Shostakovich is a composer still recognised but grudgingly by the majority of conductors working within the Austro-German ’tradition’ (Kurts Sanderling and Musur being notable exceptions). No doubt involvement in American cultural life has helped bring him into Welser-Möst’s perspective, though this account of the Sixth Symphony was a qualified success at best. A work outwardly disregarding symphonic practice needs to have a stronger overall sense of momentum than here to ensure cohesion. Thus the lengthy opening Largo lacked an evolving sense of form in its impassioned initial stages, Welser-Möst seeming content to proceed in the hope that some manner of inevitability might emerge of its own accord. Yet the crepuscular central section was finely realised, with playing from the LSO woodwinds to remind one of their sheer quality of ensemble, as was the elegiac recall of initial themes at the close. The Allegro had the right heft and not a little malevolence (guest timpanist Andrew Smith in his element), but the Presto was too inhibited both in its capriciousness and – in the explosive central episode – desperation to round off matters with the razor-edged mindlessness required.

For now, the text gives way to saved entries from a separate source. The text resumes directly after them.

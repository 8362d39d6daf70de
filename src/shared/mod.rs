//! Per-sync shared context
//!
//! # Overview
//!
//! - `SharedState` - Configuration, row source, output sink, permit pool and
//!   the per-stream `StreamState` map of one sync
//! - `ResourcePool` / `AcquiredResources` - Counting permit pool gating queries
//! - `ResourceSlot` - The single permit a creator or reader may hold
//! - `ValidationFailureHandler` - Collects invalid-checkpoint reports

mod resources;
mod types;

pub use resources::{AcquiredResources, ResourcePool, ResourceSlot};
pub use types::{
    SharedState, TryAcquireResourcesStatus, ValidationFailure, ValidationFailureHandler,
};

#[cfg(test)]
mod tests;
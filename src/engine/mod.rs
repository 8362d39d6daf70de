//! Execution engine module
//!
//! Main read loop and stream orchestration.
//!
//! # Overview
//!
//! The engine module provides:
//! - `SyncEngine` - Drives the partition factory, creators and readers of
//!   every stream and persists each checkpoint
//! - `SyncStats` - Counters for a sync run
//!
//! Every round of a stream loads the persisted state, asks the factory for
//! the next partition, runs its creator, then runs the readers it produced.
//! A single resumable reader is cancelled once the checkpoint interval has
//! elapsed; a batch of split readers checkpoints the end of its longest
//! completed prefix. The stream is done when the factory returns no
//! partition.

mod types;

pub use types::SyncStats;

use crate::catalog::{Catalog, Stream};
use crate::config::SyncConfiguration;
use crate::creator::PartitionsCreatorFactory;
use crate::error::{Error, Result};
use crate::output::{Message, OutputConsumer};
use crate::partition::{Partition, PartitionFactory};
use crate::query::SelectQuerier;
use crate::reader::{PartitionReadCheckpoint, PartitionReader};
use crate::shared::{SharedState, TryAcquireResourcesStatus};
use crate::state::{OpaqueStateValue, StateManager};
use futures::future::join_all;
use serde_json::json;
use std::sync::Arc;
use std::time::Instant;
use tokio_util::sync::CancellationToken;

/// Consecutive rounds without a new checkpoint before a stream is failed
const MAX_STALLED_ROUNDS: usize = 32;

/// Sync engine for orchestrating data extraction
pub struct SyncEngine {
    /// Configuration, querier, output and permits shared with creators and readers
    shared: Arc<SharedState>,
    /// Streams to read
    catalog: Catalog,
    /// State manager
    state: StateManager,
    factory: PartitionFactory,
    creators: PartitionsCreatorFactory,
}

impl SyncEngine {
    /// Create a new sync engine
    pub fn new(
        configuration: SyncConfiguration,
        catalog: Catalog,
        querier: Arc<dyn SelectQuerier>,
        output: Arc<dyn OutputConsumer>,
        state: StateManager,
    ) -> Self {
        let shared = Arc::new(SharedState::new(configuration, querier, output));
        Self {
            factory: PartitionFactory::new(Arc::clone(&shared)),
            creators: PartitionsCreatorFactory::new(Arc::clone(&shared)),
            shared,
            catalog,
            state,
        }
    }

    /// Get the shared state
    pub fn shared(&self) -> &Arc<SharedState> {
        &self.shared
    }

    /// Get the catalog
    pub fn catalog(&self) -> &Catalog {
        &self.catalog
    }

    /// Get the state manager
    pub fn state(&self) -> &StateManager {
        &self.state
    }

    /// Sync every stream of the catalog
    ///
    /// Streams run concurrently and compete for the same permits. A failing
    /// stream does not interrupt the others; the first error is returned once
    /// all of them finished.
    pub async fn sync(&self) -> Result<SyncStats> {
        let start = Instant::now();
        let streams: Vec<Arc<Stream>> = self
            .catalog
            .streams()
            .iter()
            .cloned()
            .map(Arc::new)
            .collect();

        let results = join_all(streams.into_iter().map(|stream| self.sync_stream(stream))).await;

        let mut stats = SyncStats::new();
        let mut first_error = None;
        for result in results {
            match result {
                Ok(stream_stats) => stats.merge(&stream_stats),
                Err(e) => {
                    tracing::error!("Stream failed: {e}");
                    first_error.get_or_insert(e);
                }
            }
        }
        stats.set_duration(start.elapsed().as_millis() as u64);

        match first_error {
            Some(e) => Err(e),
            None => {
                tracing::info!("Sync completed: {stats}");
                Ok(stats)
            }
        }
    }

    /// Sync a single stream until the factory has no partition left
    pub async fn sync_stream(&self, stream: Arc<Stream>) -> Result<SyncStats> {
        let start = Instant::now();
        let label = stream.label();
        let mut stats = SyncStats::new();
        tracing::info!(stream = %label, "Starting sync");

        // A completed full refresh starts over on the next sync
        if !stream.is_incremental() && self.state.get(&label).await == Some(json!({})) {
            tracing::info!(stream = %label, "Previous snapshot completed, starting over");
            self.state.clear_stream(&label).await?;
        }

        let mut stalled_rounds = 0;
        loop {
            let persisted = self.state.get(&label).await;
            let partition = self.factory.create(&stream, persisted.as_ref());
            self.handle_validation_failures(&stream, &mut stats).await?;
            let Some(partition) = partition else {
                break;
            };
            tracing::debug!(partition = %partition, "Created partition");

            let at_minimum_limit = partition.stream_state().limit().is_minimum();
            let readers = self.run_creator(partition, &mut stats).await?;
            self.handle_validation_failures(&stream, &mut stats).await?;
            let checkpoint = self
                .run_readers(&label, persisted.as_ref(), readers, &mut stats)
                .await?;

            match checkpoint {
                Some(checkpoint) if persisted.as_ref() != Some(&checkpoint.state) => {
                    self.persist(&label, checkpoint, &mut stats).await?;
                    stalled_rounds = 0;
                }
                Some(_) => stalled_rounds += 1,
                None => {
                    if at_minimum_limit {
                        return Err(Error::partition(
                            &label,
                            "no row read within the checkpoint interval at the minimum limit",
                        ));
                    }
                    stalled_rounds += 1;
                }
            }
            if stalled_rounds >= MAX_STALLED_ROUNDS {
                return Err(Error::partition(
                    &label,
                    format!("no progress after {stalled_rounds} rounds"),
                ));
            }
        }

        stats.add_stream();
        stats.set_duration(start.elapsed().as_millis() as u64);
        tracing::info!(stream = %label, "Completed sync: {stats}");
        Ok(stats)
    }

    /// Emit resets and warnings reported while creating a partition
    async fn handle_validation_failures(
        &self,
        stream: &Stream,
        stats: &mut SyncStats,
    ) -> Result<()> {
        let label = stream.label();
        let output = self.shared.output();
        for failure in self.shared.validation_failures().drain(stream.id()) {
            if failure.is_reset() {
                output.accept_message(Message::stream_reset(&label));
                self.state.clear_stream(&label).await?;
                stats.add_reset();
            } else {
                output.accept_message(Message::warn(failure.to_string()));
            }
        }
        Ok(())
    }

    async fn run_creator(
        &self,
        partition: Partition,
        stats: &mut SyncStats,
    ) -> Result<Vec<Box<dyn PartitionReader>>> {
        let mut creator = self.creators.make(partition);
        while creator.try_acquire_resources().await == TryAcquireResourcesStatus::RetryLater {
            tracing::debug!(partition = %creator.partition(), "Waiting for resources");
            stats.add_retry();
        }
        let readers = creator.run().await;
        creator.release_resources();
        readers
    }

    /// Run the readers of one round and combine their checkpoints
    ///
    /// Readers cover contiguous ranges in order. The combined checkpoint is
    /// the one of the last reader of the longest completed prefix, `None` if
    /// the first reader did not complete. When a reader fails, that prefix
    /// is persisted before the error is returned.
    async fn run_readers(
        &self,
        label: &str,
        persisted: Option<&OpaqueStateValue>,
        mut readers: Vec<Box<dyn PartitionReader>>,
        stats: &mut SyncStats,
    ) -> Result<Option<PartitionReadCheckpoint>> {
        stats.add_partitions(readers.len());
        let soft_timeout = readers.len() == 1 && readers[0].is_resumable();

        let results = join_all(
            readers
                .iter_mut()
                .map(|reader| self.run_reader(reader, soft_timeout)),
        )
        .await;
        for reader in &readers {
            stats.add_records(reader.counters().emitted);
        }

        let mut combined: Option<PartitionReadCheckpoint> = None;
        let mut prefix_open = true;
        let mut first_error = None;
        for (reader, result) in readers.iter_mut().zip(results) {
            match result {
                Ok(retries) => {
                    stats.resource_retries += retries;
                    if !prefix_open {
                        continue;
                    }
                    let Some(checkpoint) = reader.checkpoint()? else {
                        tracing::debug!(partition = %reader.partition(), "Reader did not complete");
                        prefix_open = false;
                        continue;
                    };
                    let record_count =
                        checkpoint.record_count + combined.as_ref().map_or(0, |c| c.record_count);
                    combined = Some(PartitionReadCheckpoint {
                        state: checkpoint.state,
                        record_count,
                    });
                }
                Err(e) => {
                    prefix_open = false;
                    first_error.get_or_insert(e);
                }
            }
        }

        let Some(e) = first_error else {
            return Ok(combined);
        };
        if let Some(checkpoint) = combined.filter(|c| persisted != Some(&c.state)) {
            tracing::warn!(stream = %label, "Read failed, keeping progress of completed partitions");
            self.persist(label, checkpoint, stats).await?;
        }
        Err(e)
    }

    /// Acquire, run and release one reader, returning the number of retries
    async fn run_reader(
        &self,
        reader: &mut Box<dyn PartitionReader>,
        soft_timeout: bool,
    ) -> Result<usize> {
        let mut retries = 0;
        while reader.try_acquire_resources().await == TryAcquireResourcesStatus::RetryLater {
            retries += 1;
        }

        let cancel = CancellationToken::new();
        let result = if soft_timeout {
            let interval = self.shared.configuration().checkpoint_interval();
            let run = reader.run(cancel.clone());
            tokio::pin!(run);
            tokio::select! {
                result = &mut run => result,
                () = tokio::time::sleep(interval) => {
                    tracing::debug!("Checkpoint interval elapsed, cancelling read");
                    cancel.cancel();
                    run.await
                }
            }
        } else {
            reader.run(cancel).await
        };
        reader.release_resources();
        result.map(|()| retries)
    }

    async fn persist(
        &self,
        label: &str,
        checkpoint: PartitionReadCheckpoint,
        stats: &mut SyncStats,
    ) -> Result<()> {
        self.state
            .set(label, checkpoint.state.clone(), checkpoint.record_count)
            .await?;
        self.shared
            .output()
            .accept_message(Message::state(label, checkpoint.state));
        stats.add_checkpoint();
        tracing::debug!(stream = %label, records = checkpoint.record_count, "Checkpoint persisted");
        Ok(())
    }
}

impl std::fmt::Debug for SyncEngine {
    fn fmt(&self, f: &mut std::fmt::Formatter<'_>) -> std::fmt::Result {
        f.debug_struct("SyncEngine")
            .field("shared", &self.shared)
            .field("catalog", &self.catalog)
            .finish_non_exhaustive()
    }
}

Some incisive playing, even so, suggested that the orchestra thought well enough of this conductor to give more than an ’auto-pilot’ response. Signed up in Cleveland until at least 2012, Welser-Möst will have many opportunities to develop this aspect of his repertoire and others besides. And, the relatively small attendance notwithstanding, it would be surprising were he not to reappear more frequently in London now that his unfortunate ’galley years’ are well behind him.